Meet the MBA Class of 2025: Christa Zacharia, IESE Business School

Christa Zacharia

IESE Business School at the University of Navarra

“City-shaper with big ambitions in the business world.”

Hometown: Wagga Wagga, Australia

Fun Fact About Yourself: During Covid lockdown, I learnt every lyric to Hamilton The Musical.

Undergraduate School and Major: University of Sydney, Bachelor of Civil Engineering and Architecture.

Most Recent Employer and Job Title: Lendlease, Senior Development Manager in London.

What makes the case method so attractive as a means to learn and become a better manager? The case method is an effective way of learning that places you at the heart of real-life business problems. It compels you to consider, “What would I do in this situation?” Reading and preparing each case before class is engaging, as each case is unique regarding the industry and the specific challenges faced. However, the actual learning experience happens in the classroom, where professors challenge and encourage debates among classmates. Often, I have arrived at class with a particular perspective only to have it changed by the discussion. The process brings forth new viewpoints and encourages self-reflection and growth, ultimately making us all better managers.

What has been your favorite part of Barcelona so far? What has made it such a great place to earn an MBA? Barcelona has incredible architecture, food and weather. However, my favorite part is the local culture! It seems there is a street festival or parade every week, like the Gracia festival in the summer. With beaches and mountains, it has something for everyone.

Aside from your classmates and location, what was the key part of the IESE Business School MBA programming that led you to choose this business school and why was it so important to you? The combination of the two-year program and the case method made IESE my first choice. After working for ten years, I wanted time to reflect on my goals and explore different career paths while learning through cases in a dynamic classroom setting. From a non-academic perspective, the mission of the school to develop leaders who will have a positive, long-lasting impact on their communities resonated with me. These values are reflected in the alums, who are incredibly generous with their time and guidance.

The IESE MBA is known for heavy reading and rigorous academics. Has the program lived up to its reputation? What advice would you give to first-years to help them thrive in the early months of the program? Yes, the IESE MBA has lived up to this reputation so far! From the first week, the intensity is there. Preparing three cases a day is very difficult, so you need to leverage your team to make the most out of each class. I think this intensity is the best training for life after the MBA, where we will likely be in roles where we need to prioritize and decide where to use our limited time effectively. For incoming students or first-years, the best advice I can give is to be willing to work hard and remember to enjoy the ride.

What course, club or activity have you enjoyed the most so far at IESE? I enjoyed the Decision Analysis course in the first term, where we covered both prescriptive and intuitive decision-making. The content covered how to make mathematical-based decisions, but also recognize the psychology behind our choices, like our own biases towards risk. One of my favorite cases was the COVID pandemic; learning how this crisis was analyzed by governments and managed differently around the world.

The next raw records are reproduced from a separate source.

pub mod discovery;
pub mod engine;
pub mod error;
pub mod mdns;
pub mod network;
pub mod scanner;

pub use discovery::{DeviceFound, Protocol, ScannerViewer, Transmit};
pub use engine::{Engine, EngineState};
pub use error::{EngineError, Result};
pub use mdns::Mdns;
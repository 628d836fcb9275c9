use std::net::Ipv4Addr;

/// Inclusive range of IPv4 host addresses.
#[derive(Debug, Clone, Copy, PartialEq, Eq, Hash)]
pub struct Ipv4Range {
    pub start_addr: Ipv4Addr,
    pub end_addr: Ipv4Addr,
}

impl Ipv4Range {
    pub fn new(start_addr: Ipv4Addr, end_addr: Ipv4Addr) -> Self {
        Self {
            start_addr,
            end_addr,
        }
    }

    /// Usable hosts of the subnet containing `addr`: the network and
    /// broadcast addresses are excluded. `None` for /31 and /32 masks.
    pub fn hosts_of(addr: Ipv4Addr, mask: Ipv4Addr) -> Option<Self> {
        let addr: u64 = u64::from(u32::from(addr));
        let mask: u64 = u64::from(u32::from(mask));
        let first: u64 = (addr & mask) + 1;
        let last: u64 = (addr | (!mask & 0xFFFF_FFFF)).checked_sub(1)?;
        if first > last {
            return None;
        }
        Some(Self::new(to_ipv4(first)?, to_ipv4(last)?))
    }

    pub fn len(&self) -> u64 {
        let start: u64 = u64::from(u32::from(self.start_addr));
        let end: u64 = u64::from(u32::from(self.end_addr));
        (end + 1).saturating_sub(start)
    }

    pub fn is_empty(&self) -> bool {
        self.len() == 0
    }

    pub fn to_iter(&self) -> impl Iterator<Item = Ipv4Addr> + use<> {
        let start: u32 = self.start_addr.into();
        let end: u32 = self.end_addr.into();
        (start..=end).map(Ipv4Addr::from)
    }
}

fn to_ipv4(value: u64) -> Option<Ipv4Addr> {
    u32::try_from(value).ok().map(Ipv4Addr::from)
}

/// Host addresses strictly between the network and broadcast address of
/// `addr`/`mask`, ascending, truncated to `cap` entries.
pub fn enumerate_hosts(addr: Ipv4Addr, mask: Ipv4Addr, cap: usize) -> Vec<Ipv4Addr> {
    match Ipv4Range::hosts_of(addr, mask) {
        Some(range) => range.to_iter().take(cap).collect(),
        None => Vec::new(),
    }
}

// ╔════════════════════════════════════════════╗
// ║ ████████╗███████╗███████╗████████╗███████╗ ║
// ║ ╚══██╔══╝██╔════╝██╔════╝╚══██╔══╝██╔════╝ ║
// ║    ██║   █████╗  ███████╗   ██║   ███████╗ ║
// ║    ██║   ██╔══╝  ╚════██║   ██║   ╚════██║ ║
// ║    ██║   ███████╗███████║   ██║   ███████║ ║
// ║    ╚═╝   ╚══════╝╚══════╝   ╚═╝   ╚══════╝ ║
// ╚════════════════════════════════════════════╝
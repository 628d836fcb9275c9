//! UDP listeners and their receive loops.
//!
//! Every listener owns one socket and one receive task. The task exits when
//! the engine's closing signal flips to `true`; it is never aborted.

use std::fmt;
use std::io;
use std::net::{Ipv4Addr, SocketAddr, SocketAddrV4};
use std::sync::Arc;
use std::time::Duration;

use socket2::{Domain, Protocol as IpProtocol, Socket, Type};
use sweepr_common::utils::hex::hexdump;
use tokio::net::UdpSocket;
use tokio::runtime::Handle;
use tokio::sync::watch;
use tokio::task::JoinHandle;
use tracing::{Level, debug, info, trace, warn};

use crate::error::{EngineError, Result};

const RECV_ERROR_PAUSE: Duration = Duration::from_millis(50);

/// Receives every datagram with its sender.
pub(crate) type Inbound = Arc<dyn Fn(SocketAddr, &[u8]) + Send + Sync>;

#[derive(Debug, Clone, Copy, PartialEq, Eq)]
pub enum ListenerKind {
    Global,
    PerInterface,
    Multicast,
}

impl fmt::Display for ListenerKind {
    fn fmt(&self, f: &mut fmt::Formatter<'_>) -> fmt::Result {
        match self {
            ListenerKind::Global => write!(f, "global"),
            ListenerKind::PerInterface => write!(f, "interface"),
            ListenerKind::Multicast => write!(f, "multicast"),
        }
    }
}

/// Everything a receive loop needs besides its socket.
#[derive(Clone)]
pub(crate) struct LoopContext {
    pub runtime: Handle,
    pub closing: watch::Receiver<bool>,
    pub inbound: Inbound,
    pub buffer_size: usize,
}

pub struct Listener {
    kind: ListenerKind,
    local_addr: SocketAddr,
    socket: Arc<UdpSocket>,
    task: JoinHandle<()>,
}

impl Listener {
    /// Binds `addr` with broadcast enabled and starts its receive loop.
    pub(crate) fn spawn_unicast(
        kind: ListenerKind,
        addr: SocketAddrV4,
        ctx: LoopContext,
    ) -> Result<Self> {
        let std_socket: std::net::UdpSocket =
            bind_unicast(addr, ctx.buffer_size).map_err(|source| EngineError::Bind {
                addr: SocketAddr::V4(addr),
                source,
            })?;
        let socket: Arc<UdpSocket> = Arc::new(into_tokio(&ctx.runtime, std_socket)?);
        let local_addr: SocketAddr = socket.local_addr()?;
        info!("Listening on UDP {local_addr} ({kind})");

        let task: JoinHandle<()> = ctx.runtime.spawn(receive_loop(
            kind,
            socket.clone(),
            ctx.closing,
            ctx.inbound,
            ctx.buffer_size,
            None,
        ));

        Ok(Self {
            kind,
            local_addr,
            socket,
            task,
        })
    }

    /// Binds the wildcard address on the group's port and joins the group on
    /// every member interface. Interfaces that refuse the join are skipped.
    pub(crate) fn spawn_multicast(
        group: SocketAddrV4,
        members: &[(String, Ipv4Addr)],
        ctx: LoopContext,
    ) -> Result<Self> {
        let bind_addr: SocketAddrV4 = SocketAddrV4::new(Ipv4Addr::UNSPECIFIED, group.port());
        let std_socket: std::net::UdpSocket =
            bind_multicast(bind_addr, ctx.buffer_size).map_err(|source| EngineError::Bind {
                addr: SocketAddr::V4(bind_addr),
                source,
            })?;

        let joined: Vec<Ipv4Addr> = join_members(&std_socket, *group.ip(), members);
        let socket: Arc<UdpSocket> = Arc::new(into_tokio(&ctx.runtime, std_socket)?);
        let local_addr: SocketAddr = socket.local_addr()?;
        info!(
            "Listening on multicast {group} ({} interface(s) joined)",
            joined.len()
        );

        let task: JoinHandle<()> = ctx.runtime.spawn(receive_loop(
            ListenerKind::Multicast,
            socket.clone(),
            ctx.closing,
            ctx.inbound,
            ctx.buffer_size,
            Some((*group.ip(), joined)),
        ));

        Ok(Self {
            kind: ListenerKind::Multicast,
            local_addr,
            socket,
            task,
        })
    }

    pub fn kind(&self) -> ListenerKind {
        self.kind
    }

    pub fn local_addr(&self) -> SocketAddr {
        self.local_addr
    }

    pub(crate) fn socket(&self) -> Arc<UdpSocket> {
        self.socket.clone()
    }

    pub fn is_active(&self) -> bool {
        !self.task.is_finished()
    }

    /// Waits for the receive loop to exit. The closing signal must already be set.
    pub(crate) async fn join(self) {
        if let Err(e) = self.task.await {
            warn!("{} listener on {} ended abnormally: {e}", self.kind, self.local_addr);
        }
    }
}

impl fmt::Debug for Listener {
    fn fmt(&self, f: &mut fmt::Formatter<'_>) -> fmt::Result {
        f.debug_struct("Listener")
            .field("kind", &self.kind)
            .field("local_addr", &self.local_addr)
            .field("active", &self.is_active())
            .finish()
    }
}

fn new_udp_socket(buffer_size: usize) -> io::Result<Socket> {
    let socket: Socket = Socket::new(Domain::IPV4, Type::DGRAM, Some(IpProtocol::UDP))?;
    socket.set_reuse_address(true)?;
    if let Err(e) = socket.set_recv_buffer_size(buffer_size) {
        debug!("cannot set receive buffer to {buffer_size} bytes: {e}");
    }
    Ok(socket)
}

fn bind_unicast(addr: SocketAddrV4, buffer_size: usize) -> io::Result<std::net::UdpSocket> {
    let socket: Socket = new_udp_socket(buffer_size)?;
    socket.set_broadcast(true)?;
    socket.bind(&SocketAddr::V4(addr).into())?;
    socket.set_nonblocking(true)?;
    Ok(socket.into())
}

fn bind_multicast(addr: SocketAddrV4, buffer_size: usize) -> io::Result<std::net::UdpSocket> {
    let socket: Socket = new_udp_socket(buffer_size)?;

    #[cfg(unix)]
    socket.set_reuse_port(true)?;

    socket.set_multicast_loop_v4(true)?;
    socket.bind(&SocketAddr::V4(addr).into())?;
    socket.set_nonblocking(true)?;
    Ok(socket.into())
}

fn join_members(
    socket: &std::net::UdpSocket,
    group: Ipv4Addr,
    members: &[(String, Ipv4Addr)],
) -> Vec<Ipv4Addr> {
    if members.is_empty() {
        warn!("No interface with an IPv4 address, joining {group} on the default interface");
        return match socket.join_multicast_v4(&group, &Ipv4Addr::UNSPECIFIED) {
            Ok(()) => vec![Ipv4Addr::UNSPECIFIED],
            Err(e) => {
                warn!("Failed to join {group} on the default interface: {e}");
                Vec::new()
            }
        };
    }

    members
        .iter()
        .filter_map(|(name, local)| match socket.join_multicast_v4(&group, local) {
            Ok(()) => {
                debug!("Joined {group} on {name} ({local})");
                Some(*local)
            }
            Err(e) => {
                warn!("Failed to join {group} on {name} ({local}): {e}");
                None
            }
        })
        .collect()
}

fn into_tokio(runtime: &Handle, socket: std::net::UdpSocket) -> Result<UdpSocket> {
    let _guard = runtime.enter();
    Ok(UdpSocket::from_std(socket)?)
}

async fn receive_loop(
    kind: ListenerKind,
    socket: Arc<UdpSocket>,
    mut closing: watch::Receiver<bool>,
    inbound: Inbound,
    buffer_size: usize,
    membership: Option<(Ipv4Addr, Vec<Ipv4Addr>)>,
) {
    let mut buf: Vec<u8> = vec![0u8; buffer_size];

    loop {
        tokio::select! {
            biased;
            _ = async { let _ = closing.wait_for(|closed| *closed).await; } => break,
            received = socket.recv_from(&mut buf) => match received {
                Ok((len, from)) => {
                    if tracing::enabled!(Level::TRACE) {
                        trace!("{kind} listener received {len} bytes from {from}\n{}", hexdump(&buf[..len]));
                    }
                    inbound(from, &buf[..len]);
                }
                Err(e) => {
                    warn!("{kind} listener receive error: {e}");
                    tokio::time::sleep(RECV_ERROR_PAUSE).await;
                }
            }
        }
    }

    if let Some((group, joined)) = membership {
        for local in joined {
            if let Err(e) = socket.leave_multicast_v4(group, local) {
                debug!("Failed to leave {group} on {local}: {e}");
            }
        }
    }
    debug!("{kind} listener receive loop stopped");
}

// ╔════════════════════════════════════════════╗
// ║ ████████╗███████╗███████╗████████╗███████╗ ║
// ║ ╚══██╔══╝██╔════╝██╔════╝╚══██╔══╝██╔════╝ ║
// ║    ██║   █████╗  ███████╗   ██║   ███████╗ ║
// ║    ██║   ██╔══╝  ╚════██║   ██║   ╚════██║ ║
// ║    ██║   ███████╗███████║   ██║   ███████║ ║
// ║    ╚═╝   ╚══════╝╚══════╝   ╚═╝   ╚══════╝ ║
// ╚════════════════════════════════════════════╝
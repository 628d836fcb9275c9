pub mod config;
pub mod network;
pub mod utils;
mod commands;
mod terminal;

use commands::{CommandLine, Commands, discover, interfaces, listen};
use terminal::{logging, print};

#[tokio::main]
async fn main() -> anyhow::Result<()> {
    let commands = CommandLine::parse_args();

    logging::init_logging(commands.verbose);

    match commands.command {
        Commands::Interfaces => {
            print::header("network interfaces");
            interfaces::interfaces()
        }
        Commands::Listen { seconds } => {
            print::header("listening for mdns traffic");
            listen::listen(seconds).await
        }
        Commands::Discover(args) => {
            print::header("getting ready for discovery");
            discover::discover(args).await
        }
    }
}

Describe your biggest accomplishment in your career so far: I was the lead structural engineer on a community building in Sydney, Australia, with world-renowned Japanese architect Kengo Kuma. I started on the project when it was just a scribble on a page and followed it through to when the doors opened to the public four years later. It was gratifying to see something I worked on for years being completed and enjoyed by the local community, when they were visiting the library, childcare centre or the food stalls and restaurants.

Describe your biggest accomplishment as an MBA student so far: During the Communications course in the first week of my MBA, I was chosen by the professor to lead a plenary session on storytelling. With no pre-warning, over the next 30 minutes, I gathered my classmates’ responses to 10 questions that were written on the board. This experience taught me that being an IESE professor is not an easy job, as they have to pick different students, listen, write, and think of what to say next – all at the same time. However, it was a unique and unexpected experience that gave me the confidence to speak up during case study classes for the remainder of the first term.

What has been your best memory as an MBA so far? My best memories so far are all of the social events we have had celebrating everything from the diverse cultures of our classmates, like an Argentinian Asado and Nigeran independence party, to the end of Term 1 Ball with all the first-year students. The student clubs also organize many fantastic events throughout the year, like the Women in Business Conference, and Career Treks to cities worldwide.